Big Think would like to inject a little lifeblood into the campaign trail. Like his hero, Abraham Lincoln, our candidate is an autodidact with strong convictions and an open mind. A tireless, passionate problem-solver who’s not afraid to ask the tough questions and hash out solutions mano a mano with his fiercest opponents. Most importantly, perhaps, he believes in America’s promise and is mad as hell about the many ways in which our nation has gone off the rails. We’re talking, of course, about Henry Rollins, one-man media industry and former frontman of the hardcore punk band, Black Flag.


 

What’s the Significance? 

Henry’s pacifist agenda is well documented. Occupants, his recently released book of travel photographs and essays, unflinchingly investigates hidden corners of many war and crisis-wracked regions of the world including Cambodia, Afghanistan, Syria, and Iraq. As president, Henry’s first order of business would be to repair our badly damaged international image and bring our troops home from costly, far-flung, unwinnable wars.

But what of the war of words that continues to paralyze US politics, over the limits of Federal power and responsibility to intervene in our lives? A self-made man –musician, author, spoken-word artist, actor, publisher, and activist – Henry is all about personal responsibility, but he’s no hardcore libertarian. He views patriotism as a fierce commitment to our collective national well being: 

Henry Rollins: This is not a nanny state.  The people’s investment is in its government and the government’s investment is in its people.  So the government should be saying “get your education because we need you to steer this country.” Education and opportunity were the birth of the middle class – and that made America this great powerhouse. Now many people want to get around it and basically say “I got mine, so you have to deal with yours.”

On days when I’m frustrated with some people I say “Let’s go this Ron Paul, Ayn Rand route and let’s see how long you last.”  Without the power of government to help, the freedom and rugged individualism some people claim to seek will be that which kills them.

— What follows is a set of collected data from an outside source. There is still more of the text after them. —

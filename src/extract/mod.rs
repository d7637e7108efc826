//! Per-entry article fetching and content extraction.
//!
//! For each feed entry the pipeline fetches the linked page and keeps only
//! the main article fragment, located by a [`ContentLocator`].
//!
//! ## Architecture
//!
//! - [`locator`]: the locator seam and its fixed default (`<article>` tag
//!   match over a parsed HTML document)
//! - [`process_entry`]: one entry end to end — GET the page, run the
//!   locator, produce an optional [`ArticleFragment`]
//!
//! A missing fragment is a skip condition, not an error: transport
//! failures and locator misses are logged here and reported as `Ok(None)`
//! so the run continues with the next entry.

mod locator;

pub use locator::{ContentLocator, ElementLocator};

use tracing::{error, warn};

use crate::archive::url_basename;
use crate::error::{Error, Result};
use crate::feed::FeedEntry;
use crate::io::HttpClient;

/// The extracted main content of one linked page
#[derive(Debug, Clone)]
pub struct ArticleFragment {
    /// The feed entry the fragment was extracted for
    pub entry: FeedEntry,
    /// The serialized element, including its tag and descendants
    pub html: String,
}

/// Fetch one entry's page and extract its article fragment.
///
/// Transport failures and non-success responses are logged as warnings,
/// a locator miss as an error naming the entry's basename; both yield
/// `Ok(None)`. An `Err` from this function is unexpected and is handled
/// (logged, not propagated) at the pipeline's entry boundary.
pub async fn process_entry(
    client: &HttpClient,
    locator: &dyn ContentLocator,
    entry: &FeedEntry,
) -> Result<Option<ArticleFragment>> {
    let page = match client.get_text(&entry.link).await {
        Ok(page) => page,
        Err(
            e @ (Error::Network(_) | Error::Timeout { .. } | Error::InvalidResponse { .. }),
        ) => {
            warn!("no result for '{}': {}", entry.link, e);
            return Ok(None);
        }
        Err(e) => return Err(e),
    };

    match locator.locate(&page) {
        Some(html) => Ok(Some(ArticleFragment {
            entry: entry.clone(),
            html,
        })),
        None => {
            error!(
                "no article element for '{}', skipping",
                url_basename(&entry.link)
            );
            Ok(None)
        }
    }
}
use clap::Parser;
use std::path::PathBuf;

#[derive(Parser, Debug)]
#[command(name = "feedzip")]
#[command(version)]
#[command(about = "Download a feed (RSS/Atom) and all linked articles into a ZIP archive", long_about = None)]
#[command(after_help = "Examples:\n  \
  feedzip https://example.com/feed.rss /var/archive      archive the whole feed\n  \
  feedzip -n 5 https://example.com/feed.rss out/         only the first 5 entries\n  \
  feedzip --logfile run.log https://example.com/atom.xml out/")]
pub struct Cli {
    /// Feed URL (RSS or Atom)
    #[arg(value_name = "URL")]
    pub url: String,

    /// Output directory for the generated ZIP archive
    #[arg(value_name = "OUTPUT_FOLDER")]
    pub output_folder: PathBuf,

    /// Limit linked feed entries to the first N articles
    #[arg(short = 'n', long = "limit", value_name = "N")]
    pub limit: Option<usize>,

    /// Append log output to FILE instead of stdout
    #[arg(long = "logfile", value_name = "FILE")]
    pub logfile: Option<PathBuf>,

    /// No colored log output
    #[arg(long = "no-color")]
    pub no_color: bool,
}
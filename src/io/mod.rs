mod http;

pub use http::{HttpClient, HTTP_USER_AGENT};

And so when some politicians say when a hurricane comes through Texas New York’s tax dollars shouldn’t be diverted to Texas to help, because Texas is Texas, 10th amendment,  I say “No! It’s the United States.”  We’re a team, America. I want to help the people in Texas.  They are my neighbors.  Take my California tax dollars to help these people.  I don’t want to see them flooded.  I want to see them rescued and that’s where we stick up for each other.  

That is what the founding fathers (who some people like to mention so often), that is what they were beating each other up over in un-air-conditioned rooms in sweltering Philadelphia – that we stick together through thick and thin.  That, to me, is being patriotic.  That is what paying taxes is all about.  That is what you see in great American cities.  You see people looking out for one another.  When we lose that, we lose the whole ball of wax.